Association of transketolase polymorphisms with measures of polyneuropathy in patients with recently diagnosed diabetes.

作者信息

Ziegler Dan, Schleicher Erwin, Strom Alexander, Knebel Birgit, Fleming Thomas, Nawroth Peter, Häring Hans-Ulrich, Papanas Nikolaos, Szendrödi Julia, Müssig Karsten, Al-Hasani Hadi, Roden Michael

机构信息

Institute for Clinical Diabetology, German Diabetes Center at Heinrich Heine University, Leibniz Center for Diabetes Research, Düsseldorf, Germany.

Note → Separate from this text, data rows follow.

use crate::constants::{MM_PER_INCH, in_to_pt};
use crate::layout::{CellPlacement, SheetLayout, plan_layout};
use crate::options::LayoutConfig;
use crate::raster::{prepare_card, to_raw_image};
use crate::types::{Result, SourceImage};
use crate::winansi::reencode_text;
use printpdf::*;
use std::path::Path;

/// Compose `images` onto card sheets and write the PDF to `output_path`.
pub async fn generate_pdf(
    images: &[SourceImage],
    config: &LayoutConfig,
    output_path: impl AsRef<Path>,
) -> Result<()> {
    let images = images.to_vec();
    let config = config.clone();
    let output_path = output_path.as_ref().to_owned();

    let bytes = tokio::task::spawn_blocking(move || compose(&images, &config)).await??;

    tokio::fs::write(&output_path, bytes).await?;

    Ok(())
}

/// Lay out `images` in a grid of labeled cards and return the PDF bytes.
///
/// The config is validated before any image is decoded. The first image
/// that fails to decode aborts the whole batch.
pub fn compose(images: &[SourceImage], config: &LayoutConfig) -> Result<Vec<u8>> {
    let labels: Vec<&str> = images.iter().map(|image| image.label.as_str()).collect();
    let layout = plan_layout(&labels, config)?;

    log::info!(
        "Composing {} cards onto {} pages",
        images.len(),
        layout.pages.len()
    );

    let mut doc = PdfDocument::new("Card Sheets");
    let (px_width, px_height) = config.card_pixel_dimensions();

    let mut pages = Vec::with_capacity(layout.pages.len());
    for (page_index, page) in layout.pages.iter().enumerate() {
        log::debug!("Page {}: {} cards", page_index + 1, page.cells.len());

        let mut ops = Vec::new();
        for placement in &page.cells {
            let card = prepare_card(&images[placement.source_index], px_width, px_height)?;
            let image_id = doc.add_image(&to_raw_image(card));

            push_label_ops(&mut ops, placement, &layout, config.font_size_pt);
            ops.push(image_op(image_id, placement, &layout, config, px_width, px_height));
        }

        pages.push(PdfPage::new(
            Mm(layout.page_width_in * MM_PER_INCH),
            Mm(layout.page_height_in * MM_PER_INCH),
            ops,
        ));
    }

    doc.pages = pages;

    let mut warnings = Vec::new();
    let bytes = doc.save(&PdfSaveOptions::default(), &mut warnings);
    for warning in &warnings {
        log::debug!("PDF: {:?}", warning);
    }

    // Builtin Helvetica is WinAnsi; printpdf leaves label text as UTF-8
    if images.iter().any(|image| !image.label.is_ascii()) {
        return reencode_text(&bytes);
    }

    Ok(bytes)
}

/// Layout y runs down from the top edge, PDF y runs up from the bottom.
fn flip_y(layout: &SheetLayout, y_in: f32) -> Pt {
    Pt(in_to_pt(layout.page_height_in - y_in))
}

fn push_label_ops(
    ops: &mut Vec<Op>,
    placement: &CellPlacement,
    layout: &SheetLayout,
    font_size_pt: f32,
) {
    let (x_in, y_in) = placement.label_anchor;

    ops.push(Op::StartTextSection);
    ops.push(Op::SetTextCursor {
        pos: Point {
            x: Pt(in_to_pt(x_in)),
            y: flip_y(layout, y_in),
        },
    });
    ops.push(Op::SetFontSizeBuiltinFont {
        font: BuiltinFont::Helvetica,
        size: Pt(font_size_pt),
    });
    ops.push(Op::WriteTextBuiltinFont {
        items: vec![TextItem::Text(placement.label.clone())],
        font: BuiltinFont::Helvetica,
    });
    ops.push(Op::EndTextSection);
}

/// Place the image with its bottom-left corner at the card's bottom-left and
/// scale it to the card's physical size.
fn image_op(
    id: XObjectId,
    placement: &CellPlacement,
    layout: &SheetLayout,
    config: &LayoutConfig,
    px_width: u32,
    px_height: u32,
) -> Op {
    let cell = &placement.cell;

    // Natural size of the image at `dpi` before scaling
    let natural_width_pt = in_to_pt(px_width as f32 / config.dpi);
    let natural_height_pt = in_to_pt(px_height as f32 / config.dpi);

    Op::UseXobject {
        id,
        transform: XObjectTransform {
            translate_x: Some(Pt(in_to_pt(cell.x_in))),
            translate_y: Some(flip_y(layout, cell.y_in + cell.height_in)),
            scale_x: Some(in_to_pt(cell.width_in) / natural_width_pt),
            scale_y: Some(in_to_pt(cell.height_in) / natural_height_pt),
            dpi: Some(config.dpi),
            ..Default::default()
        },
    }
}
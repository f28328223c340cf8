//! Error types for tez-compress

use thiserror::Error;

/// Result alias used throughout the crate.
pub type Result<T> = std::result::Result<T, CompressError>;

#[derive(Error, Debug)]
pub enum CompressError {
    #[error("invalid argument: {0}")]
    InvalidArgument(String),

    #[error("invalid format: {0}")]
    InvalidFormat(String),

    #[error("unexpected end of stream while reading {0}")]
    UnexpectedEof(&'static str),

    #[error("stream of {length} bytes exceeds the supported maximum of {max}")]
    StreamTooLong { length: u64, max: u64 },

    #[error("IO error: {0}")]
    IoError(#[from] std::io::Error),

    #[error("configuration error: {0}")]
    ConfigError(#[from] serde_json::Error),
}

impl CompressError {
    pub(crate) fn invalid_argument(msg: impl Into<String>) -> Self {
        CompressError::InvalidArgument(msg.into())
    }

    pub(crate) fn invalid_format(msg: impl Into<String>) -> Self {
        CompressError::InvalidFormat(msg.into())
    }
}
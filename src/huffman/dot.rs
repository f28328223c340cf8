//! Graphviz rendering of a Huffman tree.

use std::fmt::Write;

use super::code::{HuffmanCode, NodeKind};

/// Renders `code` as a `digraph`. Edges are labelled with the codeword bit
/// they stand for.
pub fn render(code: &HuffmanCode) -> String {
    let mut out = String::from("digraph huffman {\n");
    let mut pending = vec![code.root()];

    while let Some(id) = pending.pop() {
        let node = code.node(id);
        let index = code.index(id);
        match node.kind() {
            NodeKind::Leaf(symbol) => {
                let _ = writeln!(
                    out,
                    "  n{} [shape=box, label=\"{}\\n{}\"];",
                    index,
                    symbol_label(symbol),
                    node.weight()
                );
            }
            NodeKind::Internal { left, right } => {
                let _ = writeln!(out, "  n{} [label=\"{}\"];", index, node.weight());
                let _ = writeln!(out, "  n{} -> n{} [label=\"0\"];", index, code.index(left));
                let _ = writeln!(out, "  n{} -> n{} [label=\"1\"];", index, code.index(right));
                pending.push(right);
                pending.push(left);
            }
        }
    }

    out.push_str("}\n");
    out
}

fn symbol_label(symbol: u8) -> String {
    match symbol {
        b'"' | b'\\' => format!("'\\{}'", symbol as char),
        0x21..=0x7e => format!("'{}'", symbol as char),
        _ => format!("0x{:02x}", symbol),
    }
}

Department of Endocrinology and Diabetology, Medical Faculty, Heinrich Heine University, Düsseldorf, Germany.

出版信息

Diabetes Metab Res Rev. 2017 May;33(4). doi: 10.1002/dmrr.2811. Epub 2016 May 15.

Abstract

BACKGROUND

Shunting of glycolytic intermediates into the pentose phosphate pathway has been suggested to protect from hyperglycaemia-induced microvascular damage. We hypothesized that genetic variability in the gene encoding transketolase, a key pentose phosphate pathway enzyme, contributes to early nerve dysfunction in recent-onset diabetes.

METHODS

In this cross-sectional study, we assessed nine single nucleotide polymorphisms (SNPs) in the transketolase gene, plasma methylglyoxal concentrations, and clinical and quantitative measures of peripheral nerve function in 165 type 1 and 373 type 2 diabetic patients with a diabetes duration up to 1 year.

RESULTS

The Total Symptom Score was associated with transketolase SNPs rs7648309, rs62255988, and rs7633966, while peroneal motor nerve conduction velocity (MNCV) correlated only with rs7648309 (P < 0.01). Cold thermal detection threshold (TDT) (foot) was associated with transketolase SNPs rs11130362 and rs7648309, while warm TDT (hand) correlated with rs62255988 and rs7648309 (P < 0.01). After Bonferroni correction, the correlations of transketolase SNP rs7648309 with Total Symptom Score and rs62255988 with warm TDT (hand) remained statistically significant. Among subgroups, men with type 2 diabetes showed the strongest associations. No associations were observed between each of the nine tagged transketolase SNPs and plasma methylglyoxal concentrations.

CONCLUSIONS

The observed associations of genetic variation in transketolase enzyme with neuropathic symptoms and reduced thermal sensation in recent-onset diabetes suggest a role of pathways metabolizing glycolytic intermediates in early diabetic neuropathy. Copyright © 2016 John Wiley & Sons, Ltd.

摘要

背景

有人提出将糖酵解中间产物分流至磷酸戊糖途径可预防高血糖诱导的微血管损伤。我们推测,磷酸戊糖途径关键酶转酮醇酶编码基因的遗传变异性会导致新发糖尿病患者早期神经功能障碍。

方法

在这项横断面研究中,我们评估了165例1型糖尿病患者和373例2型糖尿病患者(糖尿病病程最长1年)的转酮醇酶基因中的9个单核苷酸多态性(SNP)、血浆甲基乙二醛浓度以及外周神经功能的临床和定量指标。

结果

总症状评分与转酮醇酶SNP rs7648309、rs62255988和rs7633966相关,而腓总运动神经传导速度(MNCV)仅与rs7648309相关(P < 0.01)。冷觉热检测阈值(TDT)(足部)与转酮醇酶SNP rs11130362和rs7648309相关,而温觉TDT(手部)与rs62255988和rs7648309相关(P < 0.01)。经Bonferroni校正后,转酮醇酶SNP rs7648309与总症状评分以及rs62255988与温觉TDT(手部)之间的相关性仍具有统计学意义。在亚组中,2型糖尿病男性患者的相关性最强。在9个标记的转酮醇酶SNP与血浆甲基乙二醛浓度之间未观察到相关性。

结论

在新发糖尿病中观察到的转酮醇酶基因变异与神经病变症状及热感觉减退之间的关联表明,糖酵解中间产物代谢途径在早期糖尿病性神经病变中发挥作用。版权所有© 2016约翰威立父子有限公司。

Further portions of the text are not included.